En el 2016, luego de seis días de viaje en bus desde Caracas, Yoselyn llegó a Lima, la ciudad que le daría una segunda oportunidad. Tenía un poco más de 21 años y había dejado a su esposo en Venezuela. Salió a enfrentar a una capital que recién sentía la ola migratoria y que ya tenía muchos prejuicios sobre sus compatriotas. “Pese a todo, Lima me trató muy bien al inicio. Fue a los tres meses que la cosa se complicó", cuenta Yosely, estoica. El hermano de su jefe quiso abusar de ella, y cuando fue a la comisaría, le dijeron que no iban a recibir la denuncia porque el acusado era alguien importante. Había que seguir trabajando. Hoy, más de dos años después, Yoselyn recorre unos diez kilómetros diarios para vender sus chupetes en San Martín de Porres. Su esposo ya está aquí, trabaja en una empresa de buses. Pero ya llegó el momento de volver. “No voy a estar en Lima cuando esto salga publicado”, nos cuenta, mientras acomoda su caja de chupetes que lleva la bandera de su país. “Ya me regreso a Caracas a abrir mi negocio de ropa. Esta ciudad me ha ayudado a lograrlo”. Yoselyn se despide con un gesto de satisfacción, como de quien sabe que ha llegado a la meta.
“No me imagino viviendo y siendo feliz en otro lugar distinto a Lima. Cada vez más hay oportunidades para las mujeres en el mundo corporativo”

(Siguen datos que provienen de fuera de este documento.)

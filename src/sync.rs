use crate::error::{Result, SubreviewError};
use crate::subtitle::SubtitleLine;

/// Visual weight of a subtitle line, derived from its distance to the
/// current line.
#[derive(Debug, Clone, Copy, PartialEq, Eq)]
pub enum EmphasisTier {
    Current,
    Adjacent,
    Near,
    Distant,
}

impl EmphasisTier {
    pub fn opacity(self) -> u8 {
        match self {
            EmphasisTier::Current => 100,
            EmphasisTier::Adjacent => 75,
            EmphasisTier::Near => 50,
            EmphasisTier::Distant => 35,
        }
    }

    pub fn class(self) -> &'static str {
        match self {
            EmphasisTier::Current => "current",
            EmphasisTier::Adjacent => "adjacent",
            EmphasisTier::Near | EmphasisTier::Distant => "distant",
        }
    }
}

/// Returns the index of the last line starting at or before `time`.
///
/// Fails with `NotFound` when `time` precedes the first line, and with
/// `InvalidInput` when there are no lines at all.
pub fn index_for_time(subtitles: &[SubtitleLine], time: f64) -> Result<usize> {
    if subtitles.is_empty() {
        return Err(SubreviewError::InvalidInput(
            "cannot synchronise against an empty subtitle list".to_string(),
        ));
    }
    // Number of lines that have already started.
    let started = subtitles.partition_point(|line| line.start_time <= time);
    if started == 0 {
        return Err(SubreviewError::NotFound { time });
    }
    Ok(started - 1)
}

/// Closed index range of the lines to render around `current_index`.
pub fn visible_window(
    subtitles: &[SubtitleLine],
    current_index: usize,
    radius: usize,
) -> Result<(usize, usize)> {
    if subtitles.is_empty() {
        return Err(SubreviewError::InvalidInput(
            "cannot window an empty subtitle list".to_string(),
        ));
    }
    let last = subtitles.len() - 1;
    if current_index > last {
        return Err(SubreviewError::InvalidInput(format!(
            "current index {} is out of range for {} subtitles",
            current_index,
            subtitles.len()
        )));
    }
    let start = current_index.saturating_sub(radius);
    let end = current_index.saturating_add(radius).min(last);
    Ok((start, end))
}

pub fn emphasis_tier(index: usize, current_index: usize) -> EmphasisTier {
    let diff = if index > current_index {
        index - current_index
    } else {
        current_index - index
    };
    match diff {
        0 => EmphasisTier::Current,
        1 => EmphasisTier::Adjacent,
        2 => EmphasisTier::Near,
        _ => EmphasisTier::Distant,
    }
}

/// Position of `time` along the timeline, as a percentage of `duration`.
///
/// The result is not clamped: callers are expected to keep `time` within
/// `[0, duration]`.
pub fn marker_position(time: f64, duration: f64) -> Result<f64> {
    if duration.is_nan() || duration <= 0.0 {
        return Err(SubreviewError::InvalidInput(format!(
            "timeline duration must be positive, got {}",
            duration
        )));
    }
    Ok(100.0 * time / duration)
}

/// Formats a playback time as `M:SS`. Minutes are not wrapped into hours.
pub fn format_timecode(seconds: f64) -> Result<String> {
    let total = whole_seconds(seconds)?;
    Ok(format!("{}:{:02}", total / 60, total % 60))
}

/// Formats a playback time as `HH:MM:SS`, the stamp shown beside each line.
pub fn format_clock(seconds: f64) -> Result<String> {
    let total = whole_seconds(seconds)?;
    let hours = total / 3600;
    let minutes = (total % 3600) / 60;
    Ok(format!("{:02}:{:02}:{:02}", hours, minutes, total % 60))
}

fn whole_seconds(seconds: f64) -> Result<u64> {
    if seconds.is_nan() || seconds < 0.0 {
        return Err(SubreviewError::InvalidInput(format!(
            "cannot format a negative time: {}",
            seconds
        )));
    }
    Ok(seconds.floor() as u64)
}

#[cfg(test)]
mod tests {
    use super::*;
    use crate::sample;

    fn subs() -> Vec<SubtitleLine> {
        sample::transcript().lines().to_vec()
    }

    macro_rules! test_index_for_time {
        ($($name:ident: $value:expr,)*) => {
        $(
            #[test]
            fn $name() {
                let (time, expected) = $value;

                let index = index_for_time(&subs(), time);

                assert_eq!(index, expected);
            }
        )*
        }
    }

    test_index_for_time! {
        test_index_at_line_start: (2544.0, Ok(3)),
        test_index_between_lines: (2545.0, Ok(3)),
        test_index_at_first_line: (2535.0, Ok(0)),
        test_index_just_before_second_line: (2537.999, Ok(0)),
        test_index_after_last_line: (2700.0, Ok(16)),
        test_index_before_first_line: (2534.0, Err(SubreviewError::NotFound { time: 2534.0 })),
        test_index_at_zero: (0.0, Err(SubreviewError::NotFound { time: 0.0 })),
    }

    #[test]
    fn index_for_time_rejects_empty_list() {
        let err = index_for_time(&[], 12.0).unwrap_err();
        assert!(matches!(err, SubreviewError::InvalidInput(_)));
    }

    #[test]
    fn index_is_monotonic_and_contains_time() {
        let subs = subs();
        let mut previous = 0;
        let mut time = 2535.0;
        while time < 2650.0 {
            let i = index_for_time(&subs, time).unwrap();
            assert!(i >= previous, "index went backwards at {}", time);
            assert!(subs[i].start_time <= time);
            assert!(i == subs.len() - 1 || subs[i + 1].start_time > time);
            previous = i;
            time += 0.25;
        }
    }

    macro_rules! test_visible_window {
        ($($name:ident: $value:expr,)*) => {
        $(
            #[test]
            fn $name() {
                let (current, radius, expected) = $value;

                let window = visible_window(&subs(), current, radius).unwrap();

                assert_eq!(window, expected);
            }
        )*
        }
    }

    test_visible_window! {
        test_window_near_start: (3, 3, (0, 6)),
        test_window_clipped_at_start: (1, 3, (0, 4)),
        test_window_in_middle: (8, 3, (5, 11)),
        test_window_clipped_at_end: (15, 3, (12, 16)),
        test_window_zero_radius: (7, 0, (7, 7)),
        test_window_huge_radius: (7, usize::MAX, (0, 16)),
    }

    #[test]
    fn window_always_within_bounds() {
        let subs = subs();
        for current in 0..subs.len() {
            for radius in 0..20 {
                let (start, end) = visible_window(&subs, current, radius).unwrap();
                assert!(start <= current && current <= end && end < subs.len());
            }
        }
    }

    #[test]
    fn window_rejects_bad_input() {
        assert!(visible_window(&[], 0, 3).is_err());
        assert!(visible_window(&subs(), 17, 3).is_err());
    }

    #[test]
    fn tiers_by_distance() {
        assert_eq!(emphasis_tier(5, 5), EmphasisTier::Current);
        assert_eq!(emphasis_tier(4, 5), EmphasisTier::Adjacent);
        assert_eq!(emphasis_tier(7, 5), EmphasisTier::Near);
        assert_eq!(emphasis_tier(8, 5), EmphasisTier::Distant);
        assert_eq!(emphasis_tier(0, 16), EmphasisTier::Distant);
    }

    #[test]
    fn tiers_are_symmetric() {
        let current = 10;
        for k in 0..=current {
            assert_eq!(
                emphasis_tier(current - k, current),
                emphasis_tier(current + k, current)
            );
        }
    }

    #[test]
    fn tier_presentation() {
        assert_eq!(EmphasisTier::Current.opacity(), 100);
        assert_eq!(EmphasisTier::Distant.opacity(), 35);
        assert_eq!(EmphasisTier::Near.class(), "distant");
    }

    #[test]
    fn marker_position_of_sample_time() {
        let percent = marker_position(2544.0, 2820.0).unwrap();
        assert!((percent - 90.2).abs() < 0.05);
    }

    #[test]
    fn marker_position_round_trips() {
        let duration = 2820.0;
        for &time in &[0.0, 1.5, 987.25, 2544.0, 2820.0] {
            let percent = marker_position(time, duration).unwrap();
            assert!((percent / 100.0 * duration - time).abs() < 1e-9);
        }
    }

    #[test]
    fn marker_position_is_not_clamped() {
        assert_eq!(marker_position(150.0, 100.0).unwrap(), 150.0);
    }

    #[test]
    fn marker_position_rejects_bad_duration() {
        assert!(marker_position(1.0, 0.0).is_err());
        assert!(marker_position(1.0, -10.0).is_err());
    }

    macro_rules! test_format_timecode {
        ($($name:ident: $value:expr,)*) => {
        $(
            #[test]
            fn $name() {
                let (input, expected) = $value;

                assert_eq!(format_timecode(input).unwrap(), expected);
            }
        )*
        }
    }

    test_format_timecode! {
        test_timecode_0: (0.0, "0:00"),
        test_timecode_1: (9.99, "0:09"),
        test_timecode_2: (60.0, "1:00"),
        test_timecode_3: (2544.0, "42:24"),
        test_timecode_4: (2820.0, "47:00"),
        test_timecode_5: (3725.4, "62:05"),
    }

    #[test]
    fn format_rejects_negative_seconds() {
        assert!(format_timecode(-1.0).is_err());
        assert!(format_clock(-0.5).is_err());
    }

    #[test]
    fn format_clock_has_hours() {
        assert_eq!(format_clock(2535.0).unwrap(), "00:42:15");
        assert_eq!(format_clock(3725.0).unwrap(), "01:02:05");
    }
}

Melissa sabe que es privilegiada: si hubiera nacido en otra época, no hubiera podido desarrollar sus sueños profesionales. “A diferencia del resto del país, en Lima hay cada vez más oportunidades para que las mujeres tengamos un lugar en la mesa directiva de una empresa y tener una voz que sea escuchada”, dice. Sabe que aún hay mucho por trabajar para que esto sea la norma y no la excepción. Igual, el amor que siente por Lima es más grande que los problemas que la capital pueda tener. “Siempre será mi primera opción para vivir y ser feliz”, cuenta.
“Tuve cáncer de riñón y me tuvieron que operar. Al mes ya quería comer pescado frito y entrar al mar. Somos privilegiados de tener estas aguas tan cerca de nosotros”.
Ya sea a los 14 años o ahora, a sus 61, Lara ha tenido una conexión profunda con el mar. Llegaba hasta la punta del muelle a respirar la brisa, antes con alta frecuencia, hoy con más cautela. Comenzó vendiendo cebiche y pasó a tener un pequeño imperio de frutos marinos. “Mis hijos saben que si me siento mal, aquí es donde me recupero”, dice.